## Work instructions
Show every line of the data that includes the word "Send".

*** Opening of Provided material ***

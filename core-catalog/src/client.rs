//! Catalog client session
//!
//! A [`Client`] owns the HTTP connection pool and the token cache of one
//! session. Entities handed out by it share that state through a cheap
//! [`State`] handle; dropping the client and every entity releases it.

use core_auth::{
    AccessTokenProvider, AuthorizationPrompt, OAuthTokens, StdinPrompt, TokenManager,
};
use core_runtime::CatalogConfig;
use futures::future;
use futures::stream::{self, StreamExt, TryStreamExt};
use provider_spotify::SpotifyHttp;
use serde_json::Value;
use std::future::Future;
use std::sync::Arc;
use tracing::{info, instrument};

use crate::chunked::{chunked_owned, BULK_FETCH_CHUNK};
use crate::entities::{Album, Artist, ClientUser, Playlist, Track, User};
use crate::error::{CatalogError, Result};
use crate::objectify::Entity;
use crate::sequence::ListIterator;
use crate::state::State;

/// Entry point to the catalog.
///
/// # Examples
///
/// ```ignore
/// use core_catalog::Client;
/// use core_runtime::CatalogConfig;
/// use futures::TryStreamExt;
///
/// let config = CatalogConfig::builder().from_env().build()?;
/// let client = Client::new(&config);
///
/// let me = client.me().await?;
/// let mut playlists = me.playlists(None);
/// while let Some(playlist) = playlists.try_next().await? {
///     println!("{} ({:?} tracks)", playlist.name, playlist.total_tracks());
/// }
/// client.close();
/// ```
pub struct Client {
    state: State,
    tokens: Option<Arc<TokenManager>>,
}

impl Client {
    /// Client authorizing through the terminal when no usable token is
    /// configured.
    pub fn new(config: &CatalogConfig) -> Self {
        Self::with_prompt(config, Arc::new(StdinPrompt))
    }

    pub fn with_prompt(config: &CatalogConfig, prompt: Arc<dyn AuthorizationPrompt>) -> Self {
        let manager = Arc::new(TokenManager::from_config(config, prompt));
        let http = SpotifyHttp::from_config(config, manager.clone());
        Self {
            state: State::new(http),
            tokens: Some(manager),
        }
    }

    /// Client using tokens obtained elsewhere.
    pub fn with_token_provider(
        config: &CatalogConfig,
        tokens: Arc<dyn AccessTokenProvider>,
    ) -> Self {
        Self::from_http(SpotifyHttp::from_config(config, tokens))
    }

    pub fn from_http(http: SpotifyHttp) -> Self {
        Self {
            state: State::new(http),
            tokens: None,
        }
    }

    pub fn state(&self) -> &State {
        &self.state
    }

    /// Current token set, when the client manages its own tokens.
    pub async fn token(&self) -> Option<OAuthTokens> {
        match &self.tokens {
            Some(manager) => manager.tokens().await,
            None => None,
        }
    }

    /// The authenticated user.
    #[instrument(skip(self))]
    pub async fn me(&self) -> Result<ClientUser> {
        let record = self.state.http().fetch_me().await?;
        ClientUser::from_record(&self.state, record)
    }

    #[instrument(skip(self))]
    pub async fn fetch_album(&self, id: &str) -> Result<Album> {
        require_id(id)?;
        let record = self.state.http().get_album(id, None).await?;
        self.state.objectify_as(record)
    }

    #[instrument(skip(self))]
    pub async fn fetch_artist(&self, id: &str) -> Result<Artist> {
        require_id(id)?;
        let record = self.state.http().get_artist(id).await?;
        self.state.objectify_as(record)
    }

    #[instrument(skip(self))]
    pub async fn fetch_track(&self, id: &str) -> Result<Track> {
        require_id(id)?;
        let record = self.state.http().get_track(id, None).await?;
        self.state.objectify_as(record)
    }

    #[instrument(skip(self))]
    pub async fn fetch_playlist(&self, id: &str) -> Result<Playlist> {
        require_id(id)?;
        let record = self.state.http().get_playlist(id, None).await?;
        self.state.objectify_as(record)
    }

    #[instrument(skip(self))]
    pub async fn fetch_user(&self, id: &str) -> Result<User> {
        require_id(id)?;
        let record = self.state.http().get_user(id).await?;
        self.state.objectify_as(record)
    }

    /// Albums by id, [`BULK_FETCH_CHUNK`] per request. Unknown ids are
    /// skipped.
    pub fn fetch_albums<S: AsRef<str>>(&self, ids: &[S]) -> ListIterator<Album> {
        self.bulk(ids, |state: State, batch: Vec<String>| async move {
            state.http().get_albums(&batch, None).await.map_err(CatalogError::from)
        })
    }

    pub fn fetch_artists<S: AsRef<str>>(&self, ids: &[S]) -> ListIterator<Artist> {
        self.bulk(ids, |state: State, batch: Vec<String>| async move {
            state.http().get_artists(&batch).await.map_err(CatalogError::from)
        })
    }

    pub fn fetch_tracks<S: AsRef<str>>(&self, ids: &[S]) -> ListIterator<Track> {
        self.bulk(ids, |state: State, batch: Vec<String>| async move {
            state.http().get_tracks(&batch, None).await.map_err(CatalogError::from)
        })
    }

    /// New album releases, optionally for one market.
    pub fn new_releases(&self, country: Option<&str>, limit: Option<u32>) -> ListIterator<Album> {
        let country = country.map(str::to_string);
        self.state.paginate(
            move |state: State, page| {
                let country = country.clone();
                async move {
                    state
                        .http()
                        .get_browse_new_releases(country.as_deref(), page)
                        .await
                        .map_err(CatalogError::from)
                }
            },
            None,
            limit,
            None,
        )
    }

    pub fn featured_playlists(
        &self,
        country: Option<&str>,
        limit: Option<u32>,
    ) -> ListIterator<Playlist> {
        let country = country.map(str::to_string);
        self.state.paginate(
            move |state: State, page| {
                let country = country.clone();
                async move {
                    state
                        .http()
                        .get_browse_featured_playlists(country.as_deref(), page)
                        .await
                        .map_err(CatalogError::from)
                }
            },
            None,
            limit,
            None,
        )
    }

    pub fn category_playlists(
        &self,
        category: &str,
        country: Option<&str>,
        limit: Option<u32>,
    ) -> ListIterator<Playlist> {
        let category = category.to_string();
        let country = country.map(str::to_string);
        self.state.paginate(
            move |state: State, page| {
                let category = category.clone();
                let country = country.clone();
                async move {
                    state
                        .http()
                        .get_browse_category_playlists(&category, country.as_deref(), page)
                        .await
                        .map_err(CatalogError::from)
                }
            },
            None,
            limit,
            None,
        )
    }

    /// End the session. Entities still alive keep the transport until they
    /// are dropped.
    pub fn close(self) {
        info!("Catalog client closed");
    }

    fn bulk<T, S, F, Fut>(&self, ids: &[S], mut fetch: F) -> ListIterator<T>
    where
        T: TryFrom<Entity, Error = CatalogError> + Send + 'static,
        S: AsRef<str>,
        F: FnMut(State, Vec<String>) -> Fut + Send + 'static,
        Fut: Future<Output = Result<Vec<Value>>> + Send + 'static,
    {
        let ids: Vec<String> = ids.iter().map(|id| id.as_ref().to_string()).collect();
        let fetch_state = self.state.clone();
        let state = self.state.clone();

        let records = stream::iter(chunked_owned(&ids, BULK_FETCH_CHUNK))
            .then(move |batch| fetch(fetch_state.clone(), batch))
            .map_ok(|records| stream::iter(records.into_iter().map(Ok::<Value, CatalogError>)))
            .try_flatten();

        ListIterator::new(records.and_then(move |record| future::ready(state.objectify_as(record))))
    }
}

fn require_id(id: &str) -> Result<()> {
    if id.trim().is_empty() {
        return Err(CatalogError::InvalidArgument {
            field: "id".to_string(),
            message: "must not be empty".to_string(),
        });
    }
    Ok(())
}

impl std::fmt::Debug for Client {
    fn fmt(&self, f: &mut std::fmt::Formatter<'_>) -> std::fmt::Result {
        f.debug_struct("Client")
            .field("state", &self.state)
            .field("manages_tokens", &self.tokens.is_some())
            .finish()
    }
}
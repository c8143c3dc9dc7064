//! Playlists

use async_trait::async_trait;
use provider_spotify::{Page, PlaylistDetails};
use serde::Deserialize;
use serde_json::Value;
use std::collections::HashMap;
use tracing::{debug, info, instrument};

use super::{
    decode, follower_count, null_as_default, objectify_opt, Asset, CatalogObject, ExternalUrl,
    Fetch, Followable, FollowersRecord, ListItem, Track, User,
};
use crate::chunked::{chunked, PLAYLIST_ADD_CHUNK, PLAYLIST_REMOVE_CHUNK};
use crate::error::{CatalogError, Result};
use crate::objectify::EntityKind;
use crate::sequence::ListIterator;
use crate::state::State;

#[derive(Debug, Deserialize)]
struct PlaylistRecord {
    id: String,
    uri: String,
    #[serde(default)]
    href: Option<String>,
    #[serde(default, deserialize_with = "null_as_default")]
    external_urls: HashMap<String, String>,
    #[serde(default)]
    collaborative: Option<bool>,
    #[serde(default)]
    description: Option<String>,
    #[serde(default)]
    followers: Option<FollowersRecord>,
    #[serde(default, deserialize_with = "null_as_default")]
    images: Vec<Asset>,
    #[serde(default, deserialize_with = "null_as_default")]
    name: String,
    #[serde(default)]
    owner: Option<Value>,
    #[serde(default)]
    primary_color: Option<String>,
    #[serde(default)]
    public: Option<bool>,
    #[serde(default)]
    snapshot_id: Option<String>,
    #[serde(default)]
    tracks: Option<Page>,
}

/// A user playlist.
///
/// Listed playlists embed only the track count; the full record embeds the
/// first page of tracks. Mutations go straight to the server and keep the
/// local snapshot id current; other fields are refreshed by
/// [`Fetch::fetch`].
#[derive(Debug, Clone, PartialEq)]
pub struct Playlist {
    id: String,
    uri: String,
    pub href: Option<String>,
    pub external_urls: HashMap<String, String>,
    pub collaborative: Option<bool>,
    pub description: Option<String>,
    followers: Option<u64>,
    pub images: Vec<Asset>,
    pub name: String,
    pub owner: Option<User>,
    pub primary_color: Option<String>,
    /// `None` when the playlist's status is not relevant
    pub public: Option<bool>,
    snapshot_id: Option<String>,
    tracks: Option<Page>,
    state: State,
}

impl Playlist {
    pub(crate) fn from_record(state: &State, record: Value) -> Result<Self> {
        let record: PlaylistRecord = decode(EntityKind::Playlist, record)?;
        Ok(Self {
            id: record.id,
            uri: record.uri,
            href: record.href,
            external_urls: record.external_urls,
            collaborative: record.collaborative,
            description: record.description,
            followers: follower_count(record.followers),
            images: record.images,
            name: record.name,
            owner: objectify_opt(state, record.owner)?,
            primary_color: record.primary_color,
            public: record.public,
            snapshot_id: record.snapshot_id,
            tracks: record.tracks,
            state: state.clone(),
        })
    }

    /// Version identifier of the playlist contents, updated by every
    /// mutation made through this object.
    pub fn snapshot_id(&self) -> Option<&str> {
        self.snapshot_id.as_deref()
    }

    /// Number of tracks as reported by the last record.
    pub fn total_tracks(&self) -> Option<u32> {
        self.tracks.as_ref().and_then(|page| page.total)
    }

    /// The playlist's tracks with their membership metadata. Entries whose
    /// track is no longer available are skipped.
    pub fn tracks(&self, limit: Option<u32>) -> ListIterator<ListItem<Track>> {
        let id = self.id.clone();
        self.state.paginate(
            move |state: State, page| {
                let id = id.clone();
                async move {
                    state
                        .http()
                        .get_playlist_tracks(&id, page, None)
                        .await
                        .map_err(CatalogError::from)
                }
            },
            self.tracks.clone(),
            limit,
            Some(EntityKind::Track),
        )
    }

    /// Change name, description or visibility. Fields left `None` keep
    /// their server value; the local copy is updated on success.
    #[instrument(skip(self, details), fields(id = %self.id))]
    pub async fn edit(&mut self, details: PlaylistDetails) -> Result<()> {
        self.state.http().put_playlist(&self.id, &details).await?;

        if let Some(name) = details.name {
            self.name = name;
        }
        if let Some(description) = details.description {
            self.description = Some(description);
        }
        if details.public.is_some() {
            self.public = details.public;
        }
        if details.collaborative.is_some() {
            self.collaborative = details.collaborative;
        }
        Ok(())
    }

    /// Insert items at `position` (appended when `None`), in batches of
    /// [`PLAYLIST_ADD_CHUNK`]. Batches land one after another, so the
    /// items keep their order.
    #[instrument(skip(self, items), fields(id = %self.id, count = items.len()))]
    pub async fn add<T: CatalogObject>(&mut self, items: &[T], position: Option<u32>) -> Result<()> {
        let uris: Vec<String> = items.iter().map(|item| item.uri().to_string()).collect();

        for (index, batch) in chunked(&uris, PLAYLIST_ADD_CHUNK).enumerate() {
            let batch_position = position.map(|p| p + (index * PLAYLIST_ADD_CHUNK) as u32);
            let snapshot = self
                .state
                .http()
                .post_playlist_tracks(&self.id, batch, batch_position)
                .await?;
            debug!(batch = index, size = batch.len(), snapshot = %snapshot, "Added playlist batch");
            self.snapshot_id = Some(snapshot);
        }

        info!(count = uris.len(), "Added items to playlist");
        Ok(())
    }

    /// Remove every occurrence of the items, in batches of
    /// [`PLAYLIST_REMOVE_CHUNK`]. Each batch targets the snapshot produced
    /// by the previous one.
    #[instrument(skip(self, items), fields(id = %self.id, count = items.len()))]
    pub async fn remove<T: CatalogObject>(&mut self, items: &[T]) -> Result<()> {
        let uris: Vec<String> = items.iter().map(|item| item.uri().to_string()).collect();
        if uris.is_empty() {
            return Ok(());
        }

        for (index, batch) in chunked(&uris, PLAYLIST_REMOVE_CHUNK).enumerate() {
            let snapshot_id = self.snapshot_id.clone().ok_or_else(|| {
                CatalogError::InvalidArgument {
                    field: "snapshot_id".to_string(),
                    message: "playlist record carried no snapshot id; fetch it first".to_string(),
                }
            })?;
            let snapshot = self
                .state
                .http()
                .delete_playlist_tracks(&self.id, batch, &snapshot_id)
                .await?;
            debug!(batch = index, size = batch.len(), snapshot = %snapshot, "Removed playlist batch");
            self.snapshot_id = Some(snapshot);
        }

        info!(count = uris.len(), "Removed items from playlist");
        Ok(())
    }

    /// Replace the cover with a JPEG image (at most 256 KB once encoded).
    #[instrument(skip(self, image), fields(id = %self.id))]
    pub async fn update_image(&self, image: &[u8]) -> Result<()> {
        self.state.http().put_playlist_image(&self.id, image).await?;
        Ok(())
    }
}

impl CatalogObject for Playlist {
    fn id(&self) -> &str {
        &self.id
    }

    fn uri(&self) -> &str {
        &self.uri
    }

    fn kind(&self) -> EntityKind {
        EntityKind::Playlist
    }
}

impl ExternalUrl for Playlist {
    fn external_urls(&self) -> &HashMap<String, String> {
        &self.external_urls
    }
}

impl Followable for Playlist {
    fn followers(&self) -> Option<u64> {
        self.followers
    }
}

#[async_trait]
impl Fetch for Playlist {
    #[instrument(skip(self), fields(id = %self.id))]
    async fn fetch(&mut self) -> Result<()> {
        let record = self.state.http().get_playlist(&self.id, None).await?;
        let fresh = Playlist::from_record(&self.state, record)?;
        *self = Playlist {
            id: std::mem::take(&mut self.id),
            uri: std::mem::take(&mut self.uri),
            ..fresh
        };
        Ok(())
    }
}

*** Close of Provided material ***

## Written answer
        T: TryFrom<Entity, Error = CatalogError> + Send + 'static,
        F: FnMut(State, Vec<String>) -> Fut + Send + 'static,
        Fut: Future<Output = Result<Vec<Value>>> + Send + 'static,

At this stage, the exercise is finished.